De kopgroep schuift nog verder ineen als Ricciardo’s motor ineens vermogen verliest. Het euvel is precies hetzelfde als bij Luis en Rosberg jaren geleden in Canada: de MGU-K doet het niet meer. Destijds reed Ricciardo in de slotfase de kreupele Mercedes van Rosberg voorbij op weg naar de overwinning. Zelf heeft hij meer geluk: het gemis aan motorvermogen doet zich op de korte rechte stukjes minder voelen. Hoewel Fattle gauw het gat dichtrijdt, blijft hij daarna op een seconde van de Australiër hangen.
Achter Fattle schiet Luis ook niet echt op. Zijn tempo is zo laag dat Gasly, die nog steeds op de hyperzachte banden rijdt waar hij de race op begonnen was, sneller is. Ook Hülkenberg, die een heel treintje aanvoert, gaat op versleten banden sneller dan de kopgroep. Max is de laatste wagon van het treintje. Zijn ultrazachte banden zijn dusdanig versleten dat hij Alonso niet meer bij kan benen, dus haalt hij als een van de laatsten ook nieuwe banden. Hij laat de gevreesde hyperzachte banden omleggen, waarna hij het verloren gegane terrein middels een aantal ronderecords herovert.
Kort nadat Hülkenberg als laatste coureur zijn banden wisselt, houdt Alonso’s gangwissel ermee op. Daarmee is de Spanjaard opmerkelijk genoeg de eerste uitvaller van de race. Max ontdoet zich daarna van de andere Spanjaard, oud-teamgenoot Science. Een eerste inhaalpoging in de havenchicane mislukt nog, maar bij de tweede poging is het wel raak.
In de achterhoede is het op diezelfde plek letterlijk raak als Leclerc door een remprobleem vol op Hartley klapt. De Sauber-coureur ligt direct uit de strijd, de Nieuw-Zeelander weet zijn kreupele bolide nog in de pits bij zijn team af te leveren. Het betekent dat de virtuele safetycar vlak voor tijd toch nog zijn langverwachte opwachting maakt.
Vandoorne is de enige coureur die de neutralisatie aangrijpt om nieuwe banden te halen. Hij keert precies tussen Ricciardo en Fattle de baan op. Fattle laat bij de herstart een enorm gat vallen, zodat Ricciardo de race alsnog gemakkelijk wint. Achter hen is Luis zo traag dat hij met zes auto’s in zijn kofferbak over de streep komt. Naast Rijkunnen en Bottas zaten ook Ocon, Gasly, Hülkenberg en Max hem op de hielen.
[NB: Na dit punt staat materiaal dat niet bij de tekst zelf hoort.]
//! The Math object.

use std::cell::Cell;

use crate::runtime::{Environment, JsFunction, JsObject, Value};

/// Installs `Math` into the environment.
pub fn install(env: &Environment) {
    let math = JsObject::plain();

    {
        let mut obj = math.borrow_mut();
        obj.set("PI", Value::Number(std::f64::consts::PI));
        obj.set("E", Value::Number(std::f64::consts::E));

        macro_rules! unary {
            ($name:literal, $op:expr) => {
                obj.set(
                    $name,
                    Value::Function(JsFunction::native($name, move |_interp, _this, args| {
                        let n = args.first().map(|v| v.to_number()).unwrap_or(f64::NAN);
                        let op: fn(f64) -> f64 = $op;
                        Ok(Value::Number(op(n)))
                    })),
                );
            };
        }

        unary!("abs", f64::abs);
        unary!("floor", f64::floor);
        unary!("ceil", f64::ceil);
        unary!("round", f64::round);
        unary!("trunc", f64::trunc);
        unary!("sqrt", f64::sqrt);
        unary!("sign", f64::signum);
        unary!("log", f64::ln);
        unary!("exp", f64::exp);

        obj.set(
            "pow",
            Value::Function(JsFunction::native("pow", |_interp, _this, args| {
                let base = args.first().map(|v| v.to_number()).unwrap_or(f64::NAN);
                let exponent = args.get(1).map(|v| v.to_number()).unwrap_or(f64::NAN);
                Ok(Value::Number(base.powf(exponent)))
            })),
        );
        obj.set(
            "min",
            Value::Function(JsFunction::native("min", |_interp, _this, args| {
                let mut result = f64::INFINITY;
                for arg in args {
                    let n = arg.to_number();
                    if n.is_nan() {
                        return Ok(Value::Number(f64::NAN));
                    }
                    result = result.min(n);
                }
                Ok(Value::Number(result))
            })),
        );
        obj.set(
            "max",
            Value::Function(JsFunction::native("max", |_interp, _this, args| {
                let mut result = f64::NEG_INFINITY;
                for arg in args {
                    let n = arg.to_number();
                    if n.is_nan() {
                        return Ok(Value::Number(f64::NAN));
                    }
                    result = result.max(n);
                }
                Ok(Value::Number(result))
            })),
        );
        obj.set(
            "random",
            Value::Function(JsFunction::native("random", |_interp, _this, _args| {
                Ok(Value::Number(next_random()))
            })),
        );
    }

    env.declare("Math", Value::Object(math), false);
}

thread_local! {
    static RANDOM_STATE: Cell<u64> = Cell::new(0);
}

/// A small xorshift generator, seeded lazily from the system clock. Not
/// cryptographic, which matches what `Math.random` promises.
fn next_random() -> f64 {
    RANDOM_STATE.with(|state| {
        let mut x = state.get();
        if x == 0 {
            x = std::time::SystemTime::now()
                .duration_since(std::time::UNIX_EPOCH)
                .map(|d| d.as_nanos() as u64)
                .unwrap_or(0x9e3779b97f4a7c15)
                | 1;
        }
        x ^= x << 13;
        x ^= x >> 7;
        x ^= x << 17;
        state.set(x);
        (x >> 11) as f64 / (1u64 << 53) as f64
    })
}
Die twee puntjes na een incidentloze race stelden Max tevreden. Achter hem stelde een heel wat minder tevreden Science nog het laatste puntje veilig, voor Ericsson, Pérez, Magnussen, Vandoorne, Grosjean en de Williams’ van Sirotkin en Stroll, die, mede door een absurd hoog aantal bandenwissels, op grote achterstand werden gereden.
Ricciardo was natuurlijk door het dolle heen na zijn zevende overwinning. Het was de eerste zege die hij niet aan de pech of onkunde van de concurrentie had te danken. Integendeel, hij won de race terwijl hij zelf een groot technisch probleem had. De concurrentie likte haar wonden. Fattle zal zich wel achter de oren hebben gekrabd hoe een kreupele Red Bull hem nog te snel af kon zijn, terwijl Luis zal hebben afgevraagd hoe het kon dat hij die kreupele Red Bull niet eens bij kon benen. Mercedes zakte, net als vorig jaar, gigantisch door het ijs in het vorstendom. De kampioenen gaan nog steeds aan kop in beide kampioenschappen, maar de concurrentie is dichterbij gekomen. Over twee weken wordt dit spannende en krankzinnige seizoen in Canada voortgezet.